Thanks guys,it is relieving to know that there are others in my shoes. Like u swtlilangel I am in charge of the unit and have to deal with crisis' that come up. Then we have turnover of aids all the time too. I have gone back to the gym so hoping that helps. We are buying a new home so that is added stress as I try to get this current home ready to sell so u can't just quit. I'm hanging in there!
swtlilngel
18 Posts
I am in the same position as you; however, I work 8 hrs shifts. I work with psych patients. I am the RN supervisor for 2 units. What makes it worst is that I work 3-11. I like that schedule; however, I have no resources. I work alone and when I have questions there is no one to go to. I end up trying to resolve it myself. Then, the next day the people above me calls me in cause I solved the problem wrong.
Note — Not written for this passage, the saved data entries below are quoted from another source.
use std::{
    ffi::OsString,
    fmt::Display,
    path::{Path, PathBuf},
    process::{Command, ExitStatus},
};

/// One call of the shader compiler: `<compiler> <input> -o <output>` run in `work_dir`
#[derive(Debug, Clone, PartialEq, Eq)]
pub struct Invocation {
    pub compiler: PathBuf,
    /// The shader dir, the compiler is started inside of it
    pub work_dir: PathBuf,
    /// File name of the source, relative to `work_dir`
    pub input: OsString,
    /// Relative to `work_dir` unless an absolute out dir was configured
    pub output: PathBuf,
}

impl Invocation {
    /// Where the artifact ends up, independent of the compilers working dir
    pub fn output_path(&self) -> PathBuf {
        self.work_dir.join(&self.output)
    }
}

impl Display for Invocation {
    fn fmt(&self, f: &mut std::fmt::Formatter<'_>) -> std::fmt::Result {
        write!(
            f,
            "{} {} -o {}",
            self.compiler.display(),
            self.input.to_string_lossy(),
            self.output.display()
        )
    }
}

/// Runs a single [`Invocation`] to completion.
pub trait ShaderCompiler {
    fn compile(&mut self, invocation: &Invocation) -> Result<(), Box<dyn std::error::Error>>;
}

#[derive(Debug, thiserror::Error)]
pub enum CompilerError {
    #[error("failed to start `{}`: {source}", .compiler.display())]
    Spawn {
        compiler: PathBuf,
        source: std::io::Error,
    },
    #[error("compiler {0}")]
    Exit(ExitStatus),
}

/// Spawns the compiler as a child process with inherited stdio and waits for it.
#[derive(Debug, Default, Clone, Copy)]
pub struct GlslcProcess;

impl ShaderCompiler for GlslcProcess {
    fn compile(&mut self, invocation: &Invocation) -> Result<(), Box<dyn std::error::Error>> {
        let status = Command::new(&invocation.compiler)
            .current_dir(&invocation.work_dir)
            .arg(&invocation.input)
            .arg("-o")
            .arg(&invocation.output)
            .status()
            .map_err(|source| CompilerError::Spawn {
                compiler: invocation.compiler.clone(),
                source,
            })?;

        if status.success() {
            Ok(())
        } else {
            Err(CompilerError::Exit(status).into())
        }
    }
}

/// Programs given as a path (`bin/glslc`) would be looked up relative to the shader dir
/// once the child changes directory, so anchor them to ours. Bare names go through `PATH`.
pub(crate) fn resolve_compiler(compiler: &Path) -> std::io::Result<PathBuf> {
    if compiler.is_relative() && compiler.components().count() > 1 {
        std::path::absolute(compiler)
    } else {
        Ok(compiler.to_owned())
    }
}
It is too much responsibility cause I am alone. I have to hop from one nursing station to another and it is just too much. I have the same role as you... do assessments, deal with patients in crisis, do incident reports when patients fight, etc... I feel like giving up and I have only been working less than two months at that facility. My 2nd month is on March 20th. I am just waiting for an opening at a hospital where my mom works to open up so I can call it quits at my job place. It is very stressful. I wish I have another RN to co-charge with me. Also, I have lost interest in gyming as well. I use to love going to the gym, but now I use that time to prepare myself mentally to work the next day.